### Brief
Give back only the lines in the records below from the one with "Option<String>, message: impl" to the one with "new abort error.", both inclusive, word for word.

[[ Data for this exercise, beginning ]]

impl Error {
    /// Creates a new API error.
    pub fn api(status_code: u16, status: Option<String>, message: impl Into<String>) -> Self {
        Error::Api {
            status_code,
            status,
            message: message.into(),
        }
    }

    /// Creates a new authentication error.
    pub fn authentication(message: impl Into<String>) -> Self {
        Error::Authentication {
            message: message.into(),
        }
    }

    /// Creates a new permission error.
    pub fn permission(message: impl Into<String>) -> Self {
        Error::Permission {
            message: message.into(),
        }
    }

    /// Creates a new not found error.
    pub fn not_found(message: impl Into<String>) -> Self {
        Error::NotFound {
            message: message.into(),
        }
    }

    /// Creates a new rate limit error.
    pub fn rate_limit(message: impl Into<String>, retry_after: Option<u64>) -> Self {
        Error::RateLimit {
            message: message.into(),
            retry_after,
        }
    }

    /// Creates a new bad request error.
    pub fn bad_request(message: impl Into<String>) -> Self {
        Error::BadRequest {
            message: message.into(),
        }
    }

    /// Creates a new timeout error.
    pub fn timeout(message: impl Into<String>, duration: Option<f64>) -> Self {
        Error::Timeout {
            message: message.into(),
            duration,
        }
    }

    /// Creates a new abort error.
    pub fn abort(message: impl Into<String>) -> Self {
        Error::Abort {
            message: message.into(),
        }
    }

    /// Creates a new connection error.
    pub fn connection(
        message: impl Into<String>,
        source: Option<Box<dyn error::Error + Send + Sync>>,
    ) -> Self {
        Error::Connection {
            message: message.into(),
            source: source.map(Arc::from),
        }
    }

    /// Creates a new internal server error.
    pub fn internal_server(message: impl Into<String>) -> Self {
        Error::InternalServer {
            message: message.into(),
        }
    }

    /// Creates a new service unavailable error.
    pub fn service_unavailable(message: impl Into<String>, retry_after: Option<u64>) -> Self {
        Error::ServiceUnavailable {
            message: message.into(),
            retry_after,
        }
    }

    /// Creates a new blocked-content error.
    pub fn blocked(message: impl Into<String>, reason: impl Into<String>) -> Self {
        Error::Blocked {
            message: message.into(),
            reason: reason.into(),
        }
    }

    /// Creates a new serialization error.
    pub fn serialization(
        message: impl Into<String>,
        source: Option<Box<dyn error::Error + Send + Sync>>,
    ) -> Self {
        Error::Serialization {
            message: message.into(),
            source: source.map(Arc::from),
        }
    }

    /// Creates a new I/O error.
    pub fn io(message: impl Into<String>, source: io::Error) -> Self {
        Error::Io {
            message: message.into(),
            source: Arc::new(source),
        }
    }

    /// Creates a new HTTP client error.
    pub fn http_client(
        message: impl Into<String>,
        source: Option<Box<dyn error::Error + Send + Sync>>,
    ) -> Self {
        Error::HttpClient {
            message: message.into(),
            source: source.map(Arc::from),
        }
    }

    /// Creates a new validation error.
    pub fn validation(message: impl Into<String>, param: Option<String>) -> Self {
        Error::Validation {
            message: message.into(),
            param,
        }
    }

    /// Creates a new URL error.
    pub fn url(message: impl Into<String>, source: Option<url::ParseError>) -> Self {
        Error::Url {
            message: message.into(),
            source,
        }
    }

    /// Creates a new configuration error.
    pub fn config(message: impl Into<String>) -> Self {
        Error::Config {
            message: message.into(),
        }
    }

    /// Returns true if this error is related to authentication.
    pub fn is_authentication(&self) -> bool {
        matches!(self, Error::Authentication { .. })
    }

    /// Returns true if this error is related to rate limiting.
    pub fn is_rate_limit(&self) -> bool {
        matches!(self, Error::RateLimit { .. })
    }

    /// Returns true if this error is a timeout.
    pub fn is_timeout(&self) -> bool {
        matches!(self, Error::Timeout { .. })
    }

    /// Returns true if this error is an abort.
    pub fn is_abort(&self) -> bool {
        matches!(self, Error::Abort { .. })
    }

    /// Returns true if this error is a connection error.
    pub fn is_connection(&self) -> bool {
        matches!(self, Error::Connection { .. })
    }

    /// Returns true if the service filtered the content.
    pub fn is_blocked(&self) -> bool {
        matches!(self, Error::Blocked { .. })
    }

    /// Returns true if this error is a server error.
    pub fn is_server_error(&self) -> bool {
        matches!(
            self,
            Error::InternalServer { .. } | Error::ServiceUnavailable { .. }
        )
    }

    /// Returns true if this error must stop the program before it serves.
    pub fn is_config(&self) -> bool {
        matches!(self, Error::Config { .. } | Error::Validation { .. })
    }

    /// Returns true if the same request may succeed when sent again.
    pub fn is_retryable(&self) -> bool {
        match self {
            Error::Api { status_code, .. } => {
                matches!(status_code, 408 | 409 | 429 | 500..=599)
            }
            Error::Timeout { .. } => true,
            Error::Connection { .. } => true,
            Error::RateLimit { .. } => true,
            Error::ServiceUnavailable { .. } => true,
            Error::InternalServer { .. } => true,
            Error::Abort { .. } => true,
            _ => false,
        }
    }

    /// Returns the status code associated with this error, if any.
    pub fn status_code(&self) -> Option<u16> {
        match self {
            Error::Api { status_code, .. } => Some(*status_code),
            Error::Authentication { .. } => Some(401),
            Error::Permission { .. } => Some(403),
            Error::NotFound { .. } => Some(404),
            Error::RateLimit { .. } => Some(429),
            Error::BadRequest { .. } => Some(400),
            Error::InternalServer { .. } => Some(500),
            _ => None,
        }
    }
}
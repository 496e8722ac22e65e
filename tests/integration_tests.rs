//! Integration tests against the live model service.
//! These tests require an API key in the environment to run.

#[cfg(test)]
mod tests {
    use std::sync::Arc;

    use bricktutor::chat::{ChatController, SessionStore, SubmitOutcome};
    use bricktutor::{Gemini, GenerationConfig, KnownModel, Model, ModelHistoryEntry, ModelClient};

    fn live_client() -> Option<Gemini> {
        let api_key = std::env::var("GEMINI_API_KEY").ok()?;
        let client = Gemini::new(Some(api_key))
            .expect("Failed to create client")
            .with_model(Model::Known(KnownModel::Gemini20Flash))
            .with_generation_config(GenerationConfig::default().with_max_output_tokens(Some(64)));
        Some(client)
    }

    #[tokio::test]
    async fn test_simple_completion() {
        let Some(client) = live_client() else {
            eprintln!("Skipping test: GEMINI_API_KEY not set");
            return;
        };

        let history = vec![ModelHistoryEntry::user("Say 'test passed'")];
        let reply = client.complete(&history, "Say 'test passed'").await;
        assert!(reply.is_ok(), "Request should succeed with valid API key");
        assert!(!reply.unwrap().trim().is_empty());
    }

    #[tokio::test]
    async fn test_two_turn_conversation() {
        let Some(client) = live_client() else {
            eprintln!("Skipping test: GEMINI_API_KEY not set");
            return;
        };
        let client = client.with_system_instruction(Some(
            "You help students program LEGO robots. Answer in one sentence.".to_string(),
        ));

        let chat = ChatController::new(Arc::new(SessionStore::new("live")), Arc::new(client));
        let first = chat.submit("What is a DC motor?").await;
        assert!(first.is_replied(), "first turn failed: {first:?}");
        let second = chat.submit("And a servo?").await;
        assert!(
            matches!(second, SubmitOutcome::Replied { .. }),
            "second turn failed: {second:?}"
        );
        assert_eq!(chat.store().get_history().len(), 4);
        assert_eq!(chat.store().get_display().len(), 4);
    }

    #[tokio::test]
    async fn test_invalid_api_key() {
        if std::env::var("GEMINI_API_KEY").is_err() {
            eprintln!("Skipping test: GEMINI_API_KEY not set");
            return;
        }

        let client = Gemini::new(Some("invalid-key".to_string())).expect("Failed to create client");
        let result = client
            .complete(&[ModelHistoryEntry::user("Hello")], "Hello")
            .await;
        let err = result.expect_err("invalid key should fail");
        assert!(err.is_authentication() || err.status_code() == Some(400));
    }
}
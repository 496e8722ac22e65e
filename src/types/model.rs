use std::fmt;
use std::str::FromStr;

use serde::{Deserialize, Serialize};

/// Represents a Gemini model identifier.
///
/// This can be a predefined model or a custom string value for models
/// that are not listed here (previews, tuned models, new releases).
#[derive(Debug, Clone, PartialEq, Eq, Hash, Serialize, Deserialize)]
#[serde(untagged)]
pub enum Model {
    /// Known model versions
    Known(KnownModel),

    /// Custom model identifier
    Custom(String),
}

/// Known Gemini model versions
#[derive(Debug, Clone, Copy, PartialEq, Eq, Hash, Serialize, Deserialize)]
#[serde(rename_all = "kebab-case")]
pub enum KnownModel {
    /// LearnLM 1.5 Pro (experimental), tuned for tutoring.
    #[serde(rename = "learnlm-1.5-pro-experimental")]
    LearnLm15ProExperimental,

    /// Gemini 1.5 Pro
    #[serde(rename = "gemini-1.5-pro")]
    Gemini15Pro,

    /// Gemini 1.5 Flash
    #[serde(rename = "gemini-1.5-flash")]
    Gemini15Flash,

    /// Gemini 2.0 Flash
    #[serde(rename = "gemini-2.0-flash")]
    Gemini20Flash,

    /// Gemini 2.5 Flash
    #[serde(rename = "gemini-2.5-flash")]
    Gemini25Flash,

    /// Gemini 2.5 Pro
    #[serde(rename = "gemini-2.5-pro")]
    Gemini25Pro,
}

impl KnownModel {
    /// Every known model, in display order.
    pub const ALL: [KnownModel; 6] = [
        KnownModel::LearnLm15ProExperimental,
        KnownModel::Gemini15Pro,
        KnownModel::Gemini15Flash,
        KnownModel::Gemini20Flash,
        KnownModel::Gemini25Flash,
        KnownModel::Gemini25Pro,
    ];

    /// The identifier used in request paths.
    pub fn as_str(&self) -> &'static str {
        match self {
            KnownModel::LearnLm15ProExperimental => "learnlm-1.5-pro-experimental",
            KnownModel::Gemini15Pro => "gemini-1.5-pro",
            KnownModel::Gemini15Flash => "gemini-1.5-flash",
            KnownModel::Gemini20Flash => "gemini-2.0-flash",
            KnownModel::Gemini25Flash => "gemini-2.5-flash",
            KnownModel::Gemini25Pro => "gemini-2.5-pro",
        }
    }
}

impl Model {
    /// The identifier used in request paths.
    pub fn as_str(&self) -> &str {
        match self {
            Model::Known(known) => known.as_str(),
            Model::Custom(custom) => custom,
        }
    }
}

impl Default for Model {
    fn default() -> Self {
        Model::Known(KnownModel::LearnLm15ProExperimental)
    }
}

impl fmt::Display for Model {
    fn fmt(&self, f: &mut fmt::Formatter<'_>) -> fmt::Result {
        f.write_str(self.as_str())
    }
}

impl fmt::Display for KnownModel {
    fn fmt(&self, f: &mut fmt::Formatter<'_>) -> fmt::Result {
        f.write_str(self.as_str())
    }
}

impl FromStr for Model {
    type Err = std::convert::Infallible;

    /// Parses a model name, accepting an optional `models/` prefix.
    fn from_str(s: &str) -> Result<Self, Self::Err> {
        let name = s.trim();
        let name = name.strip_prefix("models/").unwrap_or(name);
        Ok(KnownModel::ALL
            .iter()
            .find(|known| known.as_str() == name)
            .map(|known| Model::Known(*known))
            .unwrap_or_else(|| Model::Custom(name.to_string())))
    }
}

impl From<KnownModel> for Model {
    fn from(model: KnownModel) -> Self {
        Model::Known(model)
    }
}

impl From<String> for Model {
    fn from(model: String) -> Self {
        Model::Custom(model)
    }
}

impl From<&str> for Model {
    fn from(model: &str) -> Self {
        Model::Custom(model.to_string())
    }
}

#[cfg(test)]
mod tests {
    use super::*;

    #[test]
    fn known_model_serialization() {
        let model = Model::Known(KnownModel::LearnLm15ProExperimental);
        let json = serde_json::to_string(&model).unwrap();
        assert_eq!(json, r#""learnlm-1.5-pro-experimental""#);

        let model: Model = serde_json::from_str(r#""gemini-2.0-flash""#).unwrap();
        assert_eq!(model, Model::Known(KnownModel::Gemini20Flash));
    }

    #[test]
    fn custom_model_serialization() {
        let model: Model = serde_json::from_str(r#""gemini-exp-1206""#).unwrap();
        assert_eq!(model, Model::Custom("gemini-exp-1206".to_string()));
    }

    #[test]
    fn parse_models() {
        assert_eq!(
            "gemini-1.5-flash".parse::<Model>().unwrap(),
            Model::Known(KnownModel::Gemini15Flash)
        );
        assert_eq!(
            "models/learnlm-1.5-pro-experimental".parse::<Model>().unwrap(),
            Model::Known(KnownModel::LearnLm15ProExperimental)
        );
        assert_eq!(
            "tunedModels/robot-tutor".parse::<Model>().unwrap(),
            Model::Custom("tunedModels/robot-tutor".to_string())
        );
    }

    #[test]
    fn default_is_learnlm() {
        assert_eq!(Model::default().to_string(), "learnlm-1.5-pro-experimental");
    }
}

[[ Data for this exercise, end ]]

### Exercise answer
    pub fn api(status_code: u16, status: Option<String>, message: impl Into<String>) -> Self {
        Error::Api {
            status_code,
            status,
            message: message.into(),
        }
    }

    /// Creates a new authentication error.
    pub fn authentication(message: impl Into<String>) -> Self {
        Error::Authentication {
            message: message.into(),
        }
    }

    /// Creates a new permission error.
    pub fn permission(message: impl Into<String>) -> Self {
        Error::Permission {
            message: message.into(),
        }
    }

    /// Creates a new not found error.
    pub fn not_found(message: impl Into<String>) -> Self {
        Error::NotFound {
            message: message.into(),
        }
    }

    /// Creates a new rate limit error.
    pub fn rate_limit(message: impl Into<String>, retry_after: Option<u64>) -> Self {
        Error::RateLimit {
            message: message.into(),
            retry_after,
        }
    }

    /// Creates a new bad request error.
    pub fn bad_request(message: impl Into<String>) -> Self {
        Error::BadRequest {
            message: message.into(),
        }
    }

    /// Creates a new timeout error.
    pub fn timeout(message: impl Into<String>, duration: Option<f64>) -> Self {
        Error::Timeout {
            message: message.into(),
            duration,
        }
    }

    /// Creates a new abort error.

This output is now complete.